Health education is a profession of
educating people about health. Areas within this profession encompass
environmental health, physical health, social health, emotional health,
intellectual health, and spiritual health, as well as sexual and reproductive
health education.
Health education can be seen as the
principle by which individuals and groups of people learn to behave in a manner
conducive to the promotion, maintenance, or restoration of health.
However, as there are multiple definitions
of health, there are also multiple definitions of health education.
In the U.S., the Joint Committee on Health
Education and Promotion Terminology of 2001 defined Health Education as any
combination of planned learning experiences based on sound theories that
provide individuals, groups, and communities the opportunity to acquire
information and the skills needed to make quality health decisions.
The World Health Organization (WHO) distinct
Health Education as consisting of consciously constructed opportunities for
learning involving some form of communication designed to improve health
literacy, including improving knowledge, and developing life skills which are
conducive to individual and community health.
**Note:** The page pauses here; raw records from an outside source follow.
//! Breakdown keys and per-flow aggregation.
//!
//! A breakdown groups flows by a chosen subset of fields and sums byte
//! volumes per group. The key is a fixed-arity tuple with one slot per
//! field; only the slots whose flag is set get filled, everything else
//! stays the empty marker.

use std::collections::HashMap;
use std::fmt;
use std::sync::Mutex;

use compact_str::{format_compact, CompactString, ToCompactString};

use crate::error::QueryError;
use crate::flow::Flow;

/// The queryable/groupable fields, in rendering order.
#[derive(Debug, Clone, Copy, PartialEq, Eq, Hash)]
#[repr(usize)]
pub enum Field {
    Timestamp = 0,
    Agent = 1,
    Family = 2,
    SrcAddr = 3,
    DstAddr = 4,
    Protocol = 5,
    IntIn = 6,
    IntOut = 7,
    NextHop = 8,
    SrcAs = 9,
    DstAs = 10,
    NextHopAs = 11,
    SrcPfx = 12,
    DstPfx = 13,
    SrcPort = 14,
    DstPort = 15,
}

pub const FIELD_COUNT: usize = 16;

impl Field {
    pub const ALL: [Field; FIELD_COUNT] = [
        Field::Timestamp,
        Field::Agent,
        Field::Family,
        Field::SrcAddr,
        Field::DstAddr,
        Field::Protocol,
        Field::IntIn,
        Field::IntOut,
        Field::NextHop,
        Field::SrcAs,
        Field::DstAs,
        Field::NextHopAs,
        Field::SrcPfx,
        Field::DstPfx,
        Field::SrcPort,
        Field::DstPort,
    ];

    /// The label used in query documents, breakdown parameters and rendered
    /// keys.
    pub fn label(&self) -> &'static str {
        match self {
            Field::Timestamp => "Timestamp",
            Field::Agent => "Agent",
            Field::Family => "Family",
            Field::SrcAddr => "SrcAddr",
            Field::DstAddr => "DstAddr",
            Field::Protocol => "Protocol",
            Field::IntIn => "IntIn",
            Field::IntOut => "IntOut",
            Field::NextHop => "NextHop",
            Field::SrcAs => "SrcAsn",
            Field::DstAs => "DstAsn",
            Field::NextHopAs => "NextHopAsn",
            Field::SrcPfx => "SrcPfx",
            Field::DstPfx => "DstPfx",
            Field::SrcPort => "SrcPort",
            Field::DstPort => "DstPort",
        }
    }

    pub fn from_label(name: &str) -> Option<Field> {
        Field::ALL.iter().copied().find(|f| f.label() == name)
    }
}

/// Sorted list of labels accepted by [`BreakdownFlags::set`].
pub fn breakdown_labels() -> Vec<&'static str> {
    Field::ALL
        .iter()
        .filter(|f| !matches!(f, Field::Timestamp | Field::Agent))
        .map(|f| f.label())
        .collect()
}

/// Which fields a query breaks its sums down by.
#[derive(Debug, Clone, Copy, Default, PartialEq, Eq)]
pub struct BreakdownFlags {
    pub family: bool,
    pub src_addr: bool,
    pub dst_addr: bool,
    pub protocol: bool,
    pub int_in: bool,
    pub int_out: bool,
    pub next_hop: bool,
    pub src_as: bool,
    pub dst_as: bool,
    pub next_hop_as: bool,
    pub src_pfx: bool,
    pub dst_pfx: bool,
    pub src_port: bool,
    pub dst_port: bool,
}

impl BreakdownFlags {
    /// Enable the flags named in `keys`.
    pub fn set(&mut self, keys: &[impl AsRef<str>]) -> Result<(), QueryError> {
        for key in keys {
            let key = key.as_ref();
            match Field::from_label(key) {
                Some(Field::Family) => self.family = true,
                Some(Field::SrcAddr) => self.src_addr = true,
                Some(Field::DstAddr) => self.dst_addr = true,
                Some(Field::Protocol) => self.protocol = true,
                Some(Field::IntIn) => self.int_in = true,
                Some(Field::IntOut) => self.int_out = true,
                Some(Field::NextHop) => self.next_hop = true,
                Some(Field::SrcAs) => self.src_as = true,
                Some(Field::DstAs) => self.dst_as = true,
                Some(Field::NextHopAs) => self.next_hop_as = true,
                Some(Field::SrcPfx) => self.src_pfx = true,
                Some(Field::DstPfx) => self.dst_pfx = true,
                Some(Field::SrcPort) => self.src_port = true,
                Some(Field::DstPort) => self.dst_port = true,
                _ => return Err(QueryError::InvalidBreakdownKey(key.to_string())),
            }
        }
        Ok(())
    }

    pub fn count(&self) -> usize {
        [
            self.family,
            self.src_addr,
            self.dst_addr,
            self.protocol,
            self.int_in,
            self.int_out,
            self.next_hop,
            self.src_as,
            self.dst_as,
            self.next_hop_as,
            self.src_pfx,
            self.dst_pfx,
            self.src_port,
            self.dst_port,
        ]
        .iter()
        .filter(|b| **b)
        .count()
    }
}

/// Group key of a breakdown: one slot per field, empty string marking an
/// unused slot. Equality and hashing cover the whole tuple.
#[derive(Debug, Clone, PartialEq, Eq, Hash)]
pub struct BreakdownKey([CompactString; FIELD_COUNT]);

impl Default for BreakdownKey {
    fn default() -> Self {
        BreakdownKey(std::array::from_fn(|_| CompactString::default()))
    }
}

impl BreakdownKey {
    pub fn new() -> Self {
        Self::default()
    }

    pub fn set(&mut self, field: Field, value: impl Into<CompactString>) {
        self.0[field as usize] = value.into();
    }

    /// Slot value looked up by label, for the HTTP export path.
    pub fn get(&self, label: &str) -> &str {
        match Field::from_label(label) {
            Some(f) => &self.0[f as usize],
            None => "",
        }
    }

    pub fn is_empty(&self) -> bool {
        self.0.iter().all(|v| v.is_empty())
    }

    /// Visit `(label, value)` for every filled slot, in field order.
    pub fn each<F: FnMut(&'static str, &str)>(&self, mut f: F) {
        for field in Field::ALL {
            let v = &self.0[field as usize];
            if !v.is_empty() {
                f(field.label(), v);
            }
        }
    }
}

impl fmt::Display for BreakdownKey {
    /// `Label1:Value1,Label2:Value2,...` over filled slots, in field order.
    /// Stable across runs and across the order `set` was called in.
    fn fmt(&self, f: &mut fmt::Formatter<'_>) -> fmt::Result {
        let mut first = true;
        for field in Field::ALL {
            let v = &self.0[field as usize];
            if v.is_empty() {
                continue;
            }
            if !first {
                f.write_str(",")?;
            }
            write!(f, "{}:{}", field.label(), v)?;
            first = false;
        }
        Ok(())
    }
}

/// Byte volume per breakdown key.
pub type BreakdownMap = HashMap<BreakdownKey, u64>;

/// The query-wide sum accumulator shared by all timeslot workers.
#[derive(Default)]
pub struct ConcurrentResSum {
    pub values: Mutex<BreakdownMap>,
}

/// Build the flow's breakdown key and add its byte count to both the
/// timeslot-local buckets and the shared query-wide sums.
pub fn breakdown(
    fl: &Flow,
    bd: &BreakdownFlags,
    sums: &ConcurrentResSum,
    buckets: &mut BreakdownMap,
) {
    let key = breakdown_key(fl, bd);

    *buckets.entry(key.clone()).or_insert(0) += fl.size;

    let mut values = sums.values.lock().unwrap();
    *values.entry(key).or_insert(0) += fl.size;
}

/// Render the slots selected by `bd` from `fl`.
pub fn breakdown_key(fl: &Flow, bd: &BreakdownFlags) -> BreakdownKey {
    let mut key = BreakdownKey::new();

    if bd.family {
        key.set(Field::Family, format_compact!("{}", fl.family));
    }
    if bd.src_addr {
        key.set(Field::SrcAddr, fl.src_addr.to_compact_string());
    }
    if bd.dst_addr {
        key.set(Field::DstAddr, fl.dst_addr.to_compact_string());
    }
    if bd.protocol {
        key.set(Field::Protocol, format_compact!("{}", fl.protocol));
    }
    if bd.int_in {
        key.set(Field::IntIn, format_compact!("{}", fl.int_in));
    }
    if bd.int_out {
        key.set(Field::IntOut, format_compact!("{}", fl.int_out));
    }
    if bd.next_hop {
        key.set(Field::NextHop, fl.next_hop.to_compact_string());
    }
    if bd.src_as {
        key.set(Field::SrcAs, format_compact!("{}", fl.src_as));
    }
    if bd.dst_as {
        key.set(Field::DstAs, format_compact!("{}", fl.dst_as));
    }
    if bd.next_hop_as {
        key.set(Field::NextHopAs, format_compact!("{}", fl.next_hop_as));
    }
    if bd.src_pfx {
        match fl.src_pfx {
            Some(pfx) => key.set(Field::SrcPfx, pfx.to_compact_string()),
            None => key.set(Field::SrcPfx, "0.0.0.0/0"),
        }
    }
    if bd.dst_pfx {
        match fl.dst_pfx {
            Some(pfx) => key.set(Field::DstPfx, pfx.to_compact_string()),
            None => key.set(Field::DstPfx, "0.0.0.0/0"),
        }
    }
    if bd.src_port {
        key.set(Field::SrcPort, format_compact!("{}", fl.src_port));
    }
    if bd.dst_port {
        key.set(Field::DstPort, format_compact!("{}", fl.dst_port));
    }

    key
}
In knowing the history of health education, It
might be surprising to some to learn that the origins of health education came
from the ancient Greeks in the 6th - 4th centuries B.C.E. Documents have been
found that prove they moved away from supernatural and superstitious views of
health and toward natural causes of diseases. They wrote about fighting illness
and maintaining good health being related to physical health, social
environments, and human behavior.
The Greeks had the goal of empowering
individuals and communities through health education and skill development
identifying supportive environments and policies to encourage taking medicine
and maintaining healthy habits.
In the United States, health education
started with private businesses rather than the government. After a hookworm
epidemic in 1917, the Rockefeller Foundation pushed for professionals who could
dedicate their lives to public health and teaching about proper sanitation to
prevent illnesses.
The founding of the President's Committee on
Health Education in the 1970s started the modern roots of health education.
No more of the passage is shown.